“This above all: to thine own self be true
And it must follow, as the night the day
Thou canst not then be false to any man
Farewell, my blessing season this in thee!”
— Polonius in William Shakespeare’s Hamlet, Act I, scene iii
But first, who is this: my Self to whom I am meant to be true?
Surely the night that follows the day and then the night again is led by that Truth, which Truth I trust is my Self. And said Truth, when followed, is True North.
I see: I am my own True North.
How to locate her in the vast array of brilliance shining above and around me? Where do I cast my eyes to find her particular glimmer that upon seeing will be instantly-recognized and from which all lines will be drawn outward?

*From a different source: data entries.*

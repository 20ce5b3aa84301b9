use eframe::egui::{self, Color32, RichText, ScrollArea, Ui};

use catalog_explorer::data::export::DEFAULT_EXPORT_NAME;
use catalog_explorer::data::filter::YearRange;

use crate::state::AppState;

// ---------------------------------------------------------------------------
// Left side panel – filter widgets
// ---------------------------------------------------------------------------

/// Render the left filter panel.
pub fn side_panel(ui: &mut Ui, state: &mut AppState) {
    ui.heading("Filters");
    ui.separator();

    let Some(catalog) = state.catalog.clone() else {
        ui.label("No catalog loaded.");
        return;
    };

    ScrollArea::vertical()
        .auto_shrink([false, false])
        .show(ui, |ui: &mut Ui| {
            // ---- Release year range ----
            if let Some((lo, hi)) = catalog.release_years {
                ui.strong("Release year");
                let before = state.criteria.years;
                let range = state.criteria.years.get_or_insert(YearRange::new(lo, hi));
                ui.add(egui::Slider::new(&mut range.min, lo..=hi).text("from"));
                ui.add(egui::Slider::new(&mut range.max, lo..=hi).text("to"));
                if range.min > range.max {
                    range.max = range.min;
                }
                if state.criteria.years != before {
                    state.refilter();
                }
                ui.separator();
            }

            // ---- Title types ----
            ui.strong("Type");
            for kind in catalog.types.iter().copied() {
                let mut checked = state.criteria.types.contains(&kind);
                let text = RichText::new(kind.as_str()).color(state.colors.for_type(kind));
                if ui.checkbox(&mut checked, text).changed() {
                    state.toggle_type(kind);
                }
            }
            ui.separator();

            // ---- Countries (top 20 of the whole catalog) ----
            let n_selected = state.criteria.countries.len();
            let n_total = catalog.top_countries.len();
            let header_text = format!("Country  ({n_selected}/{n_total})");

            egui::CollapsingHeader::new(RichText::new(header_text).strong())
                .id_salt("countries")
                .default_open(true)
                .show(ui, |ui: &mut Ui| {
                    ui.horizontal(|ui: &mut Ui| {
                        if ui.small_button("All").clicked() {
                            state.select_all_countries();
                        }
                        if ui.small_button("None").clicked() {
                            state.select_no_countries();
                        }
                    });

                    for choice in &catalog.top_countries {
                        let mut checked = state.criteria.countries.contains(&choice.value);
                        let label = format!("{}  ({})", choice.value, choice.count);
                        if ui.checkbox(&mut checked, label).changed() {
                            state.toggle_country(&choice.value);
                        }
                    }
                });
        });
}

// ---------------------------------------------------------------------------
// Top bar
// ---------------------------------------------------------------------------

/// Render the top menu / toolbar.
pub fn top_bar(ui: &mut Ui, state: &mut AppState) {
    egui::menu::bar(ui, |ui: &mut Ui| {
        ui.menu_button("File", |ui: &mut Ui| {
            if ui.button("Open…").clicked() {
                open_file_dialog(state);
                ui.close_menu();
            }
            if ui.button("Reload").clicked() {
                state.reload();
                ui.close_menu();
            }
            let can_export = state.view.is_some();
            if ui
                .add_enabled(can_export, egui::Button::new("Export filtered CSV…"))
                .clicked()
            {
                save_file_dialog(state);
                ui.close_menu();
            }
        });

        ui.separator();

        if let (Some(catalog), Some(agg)) = (&state.catalog, state.aggregates()) {
            ui.label(format!(
                "{} titles loaded, {} visible",
                catalog.len(),
                agg.total
            ));
            if catalog.skipped_rows > 0 {
                ui.label(
                    RichText::new(format!("{} rows skipped", catalog.skipped_rows))
                        .color(Color32::YELLOW),
                );
            }
        }

        if let Some(msg) = &state.status_message {
            ui.separator();
            let color = if msg.starts_with("Error") {
                Color32::RED
            } else {
                Color32::LIGHT_GREEN
            };
            ui.label(RichText::new(msg).color(color));
        }
    });
}

// ---------------------------------------------------------------------------
// File dialogs
// ---------------------------------------------------------------------------

pub fn open_file_dialog(state: &mut AppState) {
    let file = rfd::FileDialog::new()
        .set_title("Open catalog")
        .add_filter("Supported files", &["csv", "json", "parquet", "pq"])
        .add_filter("CSV", &["csv"])
        .add_filter("JSON", &["json"])
        .add_filter("Parquet", &["parquet", "pq"])
        .pick_file();

    if let Some(path) = file {
        state.open(&path);
    }
}

pub fn save_file_dialog(state: &mut AppState) {
    let file = rfd::FileDialog::new()
        .set_title("Export filtered catalog")
        .set_file_name(DEFAULT_EXPORT_NAME)
        .add_filter("CSV", &["csv"])
        .save_file();

    if let Some(path) = file {
        if let Err(e) = state.export_to(&path) {
            log::error!("Failed to export: {e:#}");
            state.status_message = Some(format!("Error: {e:#}"));
        }
    }
}
#[cfg(test)]
mod tests {
    use std::sync::Arc;

    use arrow::array::{
        DictionaryArray, Float64Array, Int64Array, StringArray, StringViewArray,
    };
    use arrow::datatypes::{Field, Int32Type, Schema};
    use parquet::arrow::ArrowWriter;

    use super::*;
    use crate::data::derive::parse_year;
    use crate::data::model::{NOT_SPECIFIED, TitleType};

    const HEADER: &str = "show_id,type,title,director,cast,country,date_added,release_year,rating,duration,listed_in,description\n";

    #[test]
    fn csv_with_all_columns_loads() {
        let text = format!(
            "{HEADER}s1,Movie,Dick Johnson Is Dead,Kirsten Johnson,,United States,\"September 25, 2021\",2020,PG-13,90 min,Documentaries,A film\n"
        );
        let catalog = load_csv_reader(text.as_bytes()).unwrap();
        assert_eq!(catalog.len(), 1);
        let title = &catalog.titles()[0];
        assert_eq!(title.id, "s1");
        assert_eq!(title.year_added, Some(2021));
        assert_eq!(title.delay_years, Some(1));
        assert_eq!(title.cast, NOT_SPECIFIED);
    }

    #[test]
    fn missing_required_columns_are_fatal() {
        let err = load_csv_reader("title,country\nA,France\n".as_bytes()).unwrap_err();
        match err {
            LoadError::MissingColumns(cols) => assert_eq!(cols, vec!["type", "release_year"]),
            other => panic!("unexpected error: {other}"),
        }
    }

    #[test]
    fn only_required_columns_is_enough() {
        let catalog = load_csv_reader("type,release_year\nTV Show,2019\n".as_bytes()).unwrap();
        assert_eq!(catalog.len(), 1);
        assert_eq!(catalog.titles()[0].duration_seasons, None);
    }

    #[test]
    fn short_rows_read_missing_cells_as_absent() {
        let text = "type,release_year,duration\nMovie,2019\n";
        let catalog = load_csv_reader(text.as_bytes()).unwrap();
        assert_eq!(catalog.titles()[0].duration, None);
    }

    #[test]
    fn json_numbers_and_strings_both_load() {
        let dir = tempfile::tempdir().unwrap();
        let path = dir.path().join("titles.json");
        std::fs::write(
            &path,
            r#"[{"type":"Movie","release_year":2015,"duration":"95 min"},
                {"type":"TV Show","release_year":"2019","country":null}]"#,
        )
        .unwrap();
        let catalog = load_file(&path).unwrap();
        assert_eq!(catalog.len(), 2);
        assert_eq!(catalog.titles()[0].duration_min, Some(95));
        assert_eq!(catalog.titles()[1].release_year, 2019);
    }

    #[test]
    fn json_must_be_an_array_of_objects() {
        let dir = tempfile::tempdir().unwrap();
        let path = dir.path().join("titles.json");
        std::fs::write(&path, r#"[{"type":"Movie","release_year":2015}, 3]"#).unwrap();
        assert!(matches!(load_file(&path), Err(LoadError::NotRecords(1))));
    }

    #[test]
    fn invalid_utf8_cell_reads_as_absent() {
        let mut text = b"type,release_year,description\nMovie,2015,ok\nMovie,2016,bad ".to_vec();
        text.extend_from_slice(&[0xff, b'\n']);

        let catalog = load_csv_reader(text.as_slice()).unwrap();
        assert_eq!(catalog.len(), 2);
        assert_eq!(catalog.skipped_rows, 0);
        assert_eq!(catalog.titles()[0].description.as_deref(), Some("ok"));
        assert_eq!(catalog.titles()[1].description, None);
        assert_eq!(catalog.titles()[1].release_year, 2016);
    }

    fn write_parquet(
        dir: &tempfile::TempDir,
        fields: Vec<Field>,
        columns: Vec<ArrayRef>,
    ) -> PathBuf {
        let schema = Arc::new(Schema::new(fields));
        let batch = RecordBatch::try_new(schema.clone(), columns).unwrap();

        let path = dir.path().join("titles.parquet");
        let file = std::fs::File::create(&path).unwrap();
        let mut writer = ArrowWriter::try_new(file, schema, None).unwrap();
        writer.write(&batch).unwrap();
        writer.close().unwrap();
        path
    }

    #[test]
    fn parquet_with_integer_years_loads() {
        let dir = tempfile::tempdir().unwrap();
        let path = write_parquet(
            &dir,
            vec![
                Field::new("type", DataType::Utf8, true),
                Field::new("release_year", DataType::Int64, true),
                Field::new("date_added", DataType::Utf8, true),
            ],
            vec![
                Arc::new(StringArray::from(vec![Some("Movie"), Some("TV Show")])),
                Arc::new(Int64Array::from(vec![Some(2015), None])),
                Arc::new(StringArray::from(vec![Some("January 1, 2018"), None])),
            ],
        );

        let catalog = load_file(&path).unwrap();
        assert_eq!(catalog.len(), 1);
        assert_eq!(catalog.skipped_rows, 1);
        assert_eq!(catalog.titles()[0].delay_years, Some(3));
    }

    #[test]
    fn parquet_dictionary_strings_load() {
        let kinds: DictionaryArray<Int32Type> =
            vec!["Movie", "TV Show", "Movie"].into_iter().collect();
        let dir = tempfile::tempdir().unwrap();
        let path = write_parquet(
            &dir,
            vec![
                Field::new(
                    "type",
                    DataType::Dictionary(Box::new(DataType::Int32), Box::new(DataType::Utf8)),
                    true,
                ),
                Field::new("release_year", DataType::Int64, true),
            ],
            vec![
                Arc::new(kinds),
                Arc::new(Int64Array::from(vec![Some(2015), Some(2019), Some(2020)])),
            ],
        );

        let catalog = load_file(&path).unwrap();
        assert_eq!(catalog.len(), 3);
        assert_eq!(catalog.skipped_rows, 0);
        let kinds: Vec<TitleType> = catalog.titles().iter().map(|t| t.kind).collect();
        assert_eq!(kinds, vec![TitleType::Movie, TitleType::TvShow, TitleType::Movie]);
    }

    #[test]
    fn view_and_float_columns_read_as_text() {
        let schema = Arc::new(Schema::new(vec![
            Field::new("type", DataType::Utf8View, true),
            Field::new("release_year", DataType::Float64, true),
        ]));
        let columns: Vec<ArrayRef> = vec![
            Arc::new(StringViewArray::from(vec![Some("TV Show"), None])),
            Arc::new(Float64Array::from(vec![Some(2019.0), Some(2020.0)])),
        ];
        let batch = RecordBatch::try_new(schema, columns).unwrap();

        let text = text_columns(&batch);
        let kind = text[0].as_ref().unwrap();
        assert_eq!(arrow_text(kind, 0).as_deref(), Some("TV Show"));
        assert_eq!(arrow_text(kind, 1), None);
        let year = arrow_text(text[1].as_ref().unwrap(), 0).unwrap();
        assert_eq!(parse_year(&year), Some(2019));
    }

    #[test]
    fn unknown_extension_is_rejected() {
        let err = load_file(Path::new("titles.xlsx")).unwrap_err();
        assert!(matches!(err, LoadError::UnsupportedFormat(ext) if ext == "xlsx"));
    }

    #[test]
    fn unreadable_file_is_an_io_error() {
        let err = load_file(Path::new("/definitely/not/here.csv")).unwrap_err();
        assert!(matches!(err, LoadError::Io { .. }));
    }
}
use eframe::egui;

use catalog_explorer::config::Args;

use crate::state::AppState;
use crate::ui::{panels, plot};

// ---------------------------------------------------------------------------
// eframe App implementation
// ---------------------------------------------------------------------------

pub struct CatalogExplorerApp {
    pub state: AppState,
}

impl CatalogExplorerApp {
    /// Build the app and load the configured source, if it exists.
    pub fn new(args: Args) -> Self {
        let source = args.source.clone();
        let mut state = AppState::new(args);
        if source.exists() {
            state.open(&source);
        } else {
            log::info!("{} not found, waiting for File → Open", source.display());
        }
        Self { state }
    }
}

impl eframe::App for CatalogExplorerApp {
    fn update(&mut self, ctx: &egui::Context, _frame: &mut eframe::Frame) {
        // ---- Top panel: menu bar ----
        egui::TopBottomPanel::top("top_bar").show(ctx, |ui| {
            panels::top_bar(ui, &mut self.state);
        });

        // ---- Left side panel: filters ----
        egui::SidePanel::left("filter_panel")
            .default_width(240.0)
            .resizable(true)
            .show(ctx, |ui| {
                panels::side_panel(ui, &mut self.state);
            });

        // ---- Central panel: charts ----
        egui::CentralPanel::default().show(ctx, |ui| {
            plot::dashboard(ui, &self.state);
        });
    }
}
pub mod panels;
pub mod plot;
pub mod preview;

Polonius reminds me I have a season of blessings in which to see, to pinpoint, to pattern my compass to Her. My karmic energy is vast and all-inclusive, my pendulum swings as big in my learning and grieving, as in my abundance and giving.
The unicorn, like a stallion arrayed in a cloak, whose Pantone shade falls somewhere between Rubine and Rhodamine, watches over and envelopes me, its opalescent coat shimmering in the distance as I align my heart’s beat to her hooves’ deliberate steps and pauses.
I gently and easily move my Self from the vast lapis lake, dropping off fear as I fill to overflowing the Courage I take with me to the top of the massive mountain range, where I find the mirror of Me reflected back in the rock’s golden Face, her eyes’ blue are remnants of the lapis left behind mere moments ago. Butterflies of recognition flutter from my midsection, no longer mistaken for or labeled as anxiety, my Sacral Chakra — overwhelmed with delight — takes flight, and I am atop the ancient wall (perhaps Jerusalem?) whose location is entirely inconsequential to what matters: my location on and to the wall, to the Grief itself. I see both sides now, my Courage (Strength) and my Matter (Abundance), sides of the Self that is Me.
To mine own Self, to my Courage and my Conviction, to my Matter and my Meaning, to my Love and my Loving, I will be True. My north is my present moment.
It is safe for me to spread my wings.
My wingspan is wide and vast and here to hold.
My Self is Love contained within the span of my reach, my wings, my heart’s beat, my bigness, my seeing of You.
It is safe for You to be held within my Self’s Loving.
My Self is found.
My Love knows no reach.
My Span contains for You.
Between Rubine and Rhodamine:
My cloak waits to cover You.
Lapis. Love. Lift.
Letting go of that which no longer serves or sits in me.
Letting go of the old, the other, the onus.
Opalescent unicorn of Self shining and lighting the way.
Feminine Primary Matrix cut and reconnected to the New Feminine: to my Self’s Own line of freshly-birthed ancient connection.
My blessing season stretches heart-and-year-round.